_SUPPLIED RECORDS_:
######

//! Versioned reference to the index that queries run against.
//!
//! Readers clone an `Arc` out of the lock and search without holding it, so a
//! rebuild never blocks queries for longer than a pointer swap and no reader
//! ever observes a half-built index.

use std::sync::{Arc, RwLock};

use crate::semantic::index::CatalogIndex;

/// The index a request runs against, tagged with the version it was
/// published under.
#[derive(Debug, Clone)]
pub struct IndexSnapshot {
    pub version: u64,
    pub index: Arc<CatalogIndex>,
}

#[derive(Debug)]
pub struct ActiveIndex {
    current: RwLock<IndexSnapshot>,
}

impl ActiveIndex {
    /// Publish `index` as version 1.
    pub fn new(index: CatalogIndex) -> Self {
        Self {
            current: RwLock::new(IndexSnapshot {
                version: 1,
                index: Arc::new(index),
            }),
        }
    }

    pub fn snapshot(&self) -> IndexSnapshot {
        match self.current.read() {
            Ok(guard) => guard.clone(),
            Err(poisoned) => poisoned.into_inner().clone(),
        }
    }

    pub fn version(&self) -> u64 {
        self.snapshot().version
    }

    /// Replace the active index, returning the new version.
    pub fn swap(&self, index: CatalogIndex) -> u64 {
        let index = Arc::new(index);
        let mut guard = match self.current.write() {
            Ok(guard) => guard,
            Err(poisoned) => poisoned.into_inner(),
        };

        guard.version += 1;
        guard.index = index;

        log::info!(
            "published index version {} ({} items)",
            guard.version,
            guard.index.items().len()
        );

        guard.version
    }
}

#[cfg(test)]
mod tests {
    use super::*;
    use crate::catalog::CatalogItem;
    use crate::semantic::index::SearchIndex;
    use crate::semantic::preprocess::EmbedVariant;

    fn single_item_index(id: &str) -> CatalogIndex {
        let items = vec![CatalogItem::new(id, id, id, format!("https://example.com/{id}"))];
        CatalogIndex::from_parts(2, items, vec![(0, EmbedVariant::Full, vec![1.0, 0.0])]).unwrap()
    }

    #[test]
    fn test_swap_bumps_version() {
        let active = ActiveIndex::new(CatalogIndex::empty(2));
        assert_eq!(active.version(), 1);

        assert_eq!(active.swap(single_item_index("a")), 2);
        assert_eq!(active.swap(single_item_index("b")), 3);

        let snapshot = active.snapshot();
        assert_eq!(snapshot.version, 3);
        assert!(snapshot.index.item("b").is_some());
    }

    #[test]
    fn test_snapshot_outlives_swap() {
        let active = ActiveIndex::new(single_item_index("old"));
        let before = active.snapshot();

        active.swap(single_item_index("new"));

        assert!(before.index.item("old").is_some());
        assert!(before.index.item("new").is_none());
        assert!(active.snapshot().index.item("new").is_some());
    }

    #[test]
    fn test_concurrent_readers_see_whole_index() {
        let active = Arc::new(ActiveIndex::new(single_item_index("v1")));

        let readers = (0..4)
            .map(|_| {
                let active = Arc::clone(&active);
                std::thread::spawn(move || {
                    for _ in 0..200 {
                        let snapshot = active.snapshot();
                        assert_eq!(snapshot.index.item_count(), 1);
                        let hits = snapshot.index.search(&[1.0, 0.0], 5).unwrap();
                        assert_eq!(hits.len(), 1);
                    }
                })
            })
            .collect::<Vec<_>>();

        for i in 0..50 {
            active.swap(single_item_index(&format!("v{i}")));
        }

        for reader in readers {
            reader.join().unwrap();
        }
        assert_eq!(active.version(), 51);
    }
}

######

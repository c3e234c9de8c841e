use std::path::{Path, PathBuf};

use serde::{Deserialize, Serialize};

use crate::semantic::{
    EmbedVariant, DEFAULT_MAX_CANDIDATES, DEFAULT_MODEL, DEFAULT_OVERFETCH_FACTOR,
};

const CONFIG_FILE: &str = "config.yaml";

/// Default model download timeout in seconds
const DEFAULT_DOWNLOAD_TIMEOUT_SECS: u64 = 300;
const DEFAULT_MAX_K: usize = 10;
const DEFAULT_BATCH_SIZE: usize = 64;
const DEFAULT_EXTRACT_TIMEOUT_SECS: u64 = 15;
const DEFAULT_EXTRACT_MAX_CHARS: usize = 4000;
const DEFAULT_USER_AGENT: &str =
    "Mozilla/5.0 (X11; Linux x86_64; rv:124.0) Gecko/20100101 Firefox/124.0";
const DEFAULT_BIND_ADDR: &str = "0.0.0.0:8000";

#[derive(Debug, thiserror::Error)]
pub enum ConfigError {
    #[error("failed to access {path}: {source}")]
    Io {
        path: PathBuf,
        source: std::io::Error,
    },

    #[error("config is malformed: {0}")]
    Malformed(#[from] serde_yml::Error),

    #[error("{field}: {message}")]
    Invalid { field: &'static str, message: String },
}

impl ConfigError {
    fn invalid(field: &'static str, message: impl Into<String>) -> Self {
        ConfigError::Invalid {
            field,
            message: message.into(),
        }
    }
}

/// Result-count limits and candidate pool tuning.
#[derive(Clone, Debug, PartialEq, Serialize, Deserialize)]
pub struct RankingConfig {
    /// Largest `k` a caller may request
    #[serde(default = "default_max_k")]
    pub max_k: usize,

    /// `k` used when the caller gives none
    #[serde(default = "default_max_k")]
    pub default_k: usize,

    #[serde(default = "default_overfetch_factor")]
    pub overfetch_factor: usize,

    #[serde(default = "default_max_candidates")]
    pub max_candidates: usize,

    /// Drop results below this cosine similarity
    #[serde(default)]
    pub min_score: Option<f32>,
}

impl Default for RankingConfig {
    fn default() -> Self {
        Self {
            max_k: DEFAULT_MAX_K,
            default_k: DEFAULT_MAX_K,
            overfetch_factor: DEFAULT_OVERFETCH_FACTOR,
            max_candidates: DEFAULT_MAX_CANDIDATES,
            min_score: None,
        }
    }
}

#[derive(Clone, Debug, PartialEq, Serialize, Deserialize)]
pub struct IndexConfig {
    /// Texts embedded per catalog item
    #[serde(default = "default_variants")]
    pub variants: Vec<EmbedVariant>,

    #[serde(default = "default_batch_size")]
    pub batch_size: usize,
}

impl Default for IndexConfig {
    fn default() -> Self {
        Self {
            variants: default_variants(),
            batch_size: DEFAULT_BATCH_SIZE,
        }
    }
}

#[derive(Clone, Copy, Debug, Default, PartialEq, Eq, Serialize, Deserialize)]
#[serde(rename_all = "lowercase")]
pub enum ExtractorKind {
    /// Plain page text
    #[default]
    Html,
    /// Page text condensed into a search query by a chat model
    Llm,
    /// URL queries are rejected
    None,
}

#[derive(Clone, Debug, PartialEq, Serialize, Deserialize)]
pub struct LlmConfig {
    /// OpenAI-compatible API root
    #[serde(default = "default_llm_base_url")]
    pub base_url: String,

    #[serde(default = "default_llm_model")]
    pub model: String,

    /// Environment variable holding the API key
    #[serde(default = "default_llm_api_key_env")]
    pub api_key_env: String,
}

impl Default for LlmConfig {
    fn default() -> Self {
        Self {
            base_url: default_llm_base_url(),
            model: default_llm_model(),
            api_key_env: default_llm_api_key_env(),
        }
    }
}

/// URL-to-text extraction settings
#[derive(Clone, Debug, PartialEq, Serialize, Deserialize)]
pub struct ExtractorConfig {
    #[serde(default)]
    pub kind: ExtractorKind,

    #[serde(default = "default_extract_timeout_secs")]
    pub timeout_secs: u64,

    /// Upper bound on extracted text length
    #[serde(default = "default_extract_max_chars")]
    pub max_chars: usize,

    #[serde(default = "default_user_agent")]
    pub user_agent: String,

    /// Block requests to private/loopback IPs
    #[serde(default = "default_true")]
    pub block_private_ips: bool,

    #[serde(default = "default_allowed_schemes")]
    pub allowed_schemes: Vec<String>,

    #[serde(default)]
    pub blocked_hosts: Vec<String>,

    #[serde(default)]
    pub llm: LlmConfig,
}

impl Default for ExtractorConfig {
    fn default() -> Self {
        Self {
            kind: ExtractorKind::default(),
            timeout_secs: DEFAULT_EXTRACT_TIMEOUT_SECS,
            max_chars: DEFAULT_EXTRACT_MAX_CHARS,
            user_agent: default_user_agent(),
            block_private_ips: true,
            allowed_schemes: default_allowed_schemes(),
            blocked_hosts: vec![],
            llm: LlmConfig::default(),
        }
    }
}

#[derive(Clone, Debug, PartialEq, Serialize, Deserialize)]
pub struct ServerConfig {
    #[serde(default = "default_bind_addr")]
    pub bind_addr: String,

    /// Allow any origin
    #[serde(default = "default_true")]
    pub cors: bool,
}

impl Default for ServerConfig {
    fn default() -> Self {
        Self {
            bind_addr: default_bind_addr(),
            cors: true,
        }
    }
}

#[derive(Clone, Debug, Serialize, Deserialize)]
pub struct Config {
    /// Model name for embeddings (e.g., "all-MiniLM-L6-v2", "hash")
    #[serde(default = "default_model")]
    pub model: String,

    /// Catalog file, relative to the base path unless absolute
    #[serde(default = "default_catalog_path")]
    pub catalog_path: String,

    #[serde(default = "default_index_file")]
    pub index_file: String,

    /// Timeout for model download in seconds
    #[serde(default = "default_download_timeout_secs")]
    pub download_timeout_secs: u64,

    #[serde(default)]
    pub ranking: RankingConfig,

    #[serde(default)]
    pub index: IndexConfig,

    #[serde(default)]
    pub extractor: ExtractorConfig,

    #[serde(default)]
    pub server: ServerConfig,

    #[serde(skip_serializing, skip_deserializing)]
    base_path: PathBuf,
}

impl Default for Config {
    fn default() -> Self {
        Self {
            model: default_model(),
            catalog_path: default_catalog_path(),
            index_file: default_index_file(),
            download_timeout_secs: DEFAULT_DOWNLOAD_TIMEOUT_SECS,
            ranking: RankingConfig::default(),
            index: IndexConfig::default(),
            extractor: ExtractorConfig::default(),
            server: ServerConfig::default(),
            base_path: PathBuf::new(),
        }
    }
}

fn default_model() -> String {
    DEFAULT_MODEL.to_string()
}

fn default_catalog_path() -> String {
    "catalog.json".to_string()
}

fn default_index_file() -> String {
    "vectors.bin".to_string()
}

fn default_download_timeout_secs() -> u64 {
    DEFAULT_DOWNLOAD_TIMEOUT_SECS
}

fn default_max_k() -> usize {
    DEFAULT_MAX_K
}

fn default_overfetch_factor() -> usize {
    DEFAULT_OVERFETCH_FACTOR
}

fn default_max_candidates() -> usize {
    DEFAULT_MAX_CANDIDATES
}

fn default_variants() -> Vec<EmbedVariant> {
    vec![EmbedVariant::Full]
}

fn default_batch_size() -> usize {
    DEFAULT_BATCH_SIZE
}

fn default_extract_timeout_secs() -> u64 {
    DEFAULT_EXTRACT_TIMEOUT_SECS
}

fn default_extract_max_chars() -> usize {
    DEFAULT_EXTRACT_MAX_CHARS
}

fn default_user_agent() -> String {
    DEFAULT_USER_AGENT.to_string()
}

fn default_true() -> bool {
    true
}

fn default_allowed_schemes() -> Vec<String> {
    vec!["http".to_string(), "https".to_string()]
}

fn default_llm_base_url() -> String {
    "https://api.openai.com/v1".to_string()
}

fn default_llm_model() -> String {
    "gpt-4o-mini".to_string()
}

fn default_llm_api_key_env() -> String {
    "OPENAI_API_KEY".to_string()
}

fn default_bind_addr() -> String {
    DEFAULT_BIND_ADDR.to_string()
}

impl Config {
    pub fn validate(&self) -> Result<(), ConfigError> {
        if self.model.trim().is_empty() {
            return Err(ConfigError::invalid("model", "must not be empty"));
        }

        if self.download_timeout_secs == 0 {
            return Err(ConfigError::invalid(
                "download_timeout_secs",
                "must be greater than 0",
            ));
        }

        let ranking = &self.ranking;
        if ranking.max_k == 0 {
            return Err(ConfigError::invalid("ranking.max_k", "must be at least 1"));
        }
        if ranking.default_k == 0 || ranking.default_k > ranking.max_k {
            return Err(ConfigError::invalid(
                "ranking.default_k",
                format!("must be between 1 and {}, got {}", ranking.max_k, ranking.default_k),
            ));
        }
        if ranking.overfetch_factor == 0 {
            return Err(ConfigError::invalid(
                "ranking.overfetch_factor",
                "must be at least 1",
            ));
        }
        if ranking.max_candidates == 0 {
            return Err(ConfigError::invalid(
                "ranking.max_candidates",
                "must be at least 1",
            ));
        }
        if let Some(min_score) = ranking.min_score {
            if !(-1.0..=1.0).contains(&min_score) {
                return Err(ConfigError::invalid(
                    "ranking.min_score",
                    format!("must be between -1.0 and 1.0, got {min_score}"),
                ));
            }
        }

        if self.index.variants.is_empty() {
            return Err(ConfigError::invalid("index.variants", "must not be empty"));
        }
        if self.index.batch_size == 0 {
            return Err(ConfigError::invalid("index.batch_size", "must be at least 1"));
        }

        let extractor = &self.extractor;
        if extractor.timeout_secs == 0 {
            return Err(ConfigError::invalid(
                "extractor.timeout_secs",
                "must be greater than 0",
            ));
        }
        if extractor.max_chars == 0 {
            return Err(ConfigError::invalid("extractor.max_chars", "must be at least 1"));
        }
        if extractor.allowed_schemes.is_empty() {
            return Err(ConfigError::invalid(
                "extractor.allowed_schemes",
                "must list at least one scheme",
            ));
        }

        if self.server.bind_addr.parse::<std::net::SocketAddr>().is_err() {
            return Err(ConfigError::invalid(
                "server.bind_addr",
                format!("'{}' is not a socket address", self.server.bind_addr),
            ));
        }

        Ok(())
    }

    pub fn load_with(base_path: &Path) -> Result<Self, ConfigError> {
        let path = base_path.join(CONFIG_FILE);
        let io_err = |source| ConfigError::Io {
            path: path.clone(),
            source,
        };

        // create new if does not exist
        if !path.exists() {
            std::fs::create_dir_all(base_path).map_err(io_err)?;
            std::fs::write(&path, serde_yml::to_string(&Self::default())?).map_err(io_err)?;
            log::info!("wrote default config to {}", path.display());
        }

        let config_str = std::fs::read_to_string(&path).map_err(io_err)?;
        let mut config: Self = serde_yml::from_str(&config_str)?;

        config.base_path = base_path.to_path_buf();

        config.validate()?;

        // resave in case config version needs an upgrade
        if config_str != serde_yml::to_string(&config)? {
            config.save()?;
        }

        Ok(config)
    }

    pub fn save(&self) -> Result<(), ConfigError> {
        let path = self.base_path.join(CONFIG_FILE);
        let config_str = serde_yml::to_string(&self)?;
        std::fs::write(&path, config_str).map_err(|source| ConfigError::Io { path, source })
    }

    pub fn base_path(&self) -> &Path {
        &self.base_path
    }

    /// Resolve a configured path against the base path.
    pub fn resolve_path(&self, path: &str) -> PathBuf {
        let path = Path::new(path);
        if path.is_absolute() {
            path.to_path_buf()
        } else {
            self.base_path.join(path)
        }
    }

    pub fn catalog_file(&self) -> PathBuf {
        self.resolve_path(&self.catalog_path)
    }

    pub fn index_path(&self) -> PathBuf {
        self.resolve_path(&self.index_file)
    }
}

######

_WORK REQUIRED_: Find the lines above that contain the word "Full" and copy each one.

_ANSWER TO THE EXERCISE_:
        CatalogIndex::from_parts(2, items, vec![(0, EmbedVariant::Full, vec![1.0, 0.0])]).unwrap()
    vec![EmbedVariant::Full]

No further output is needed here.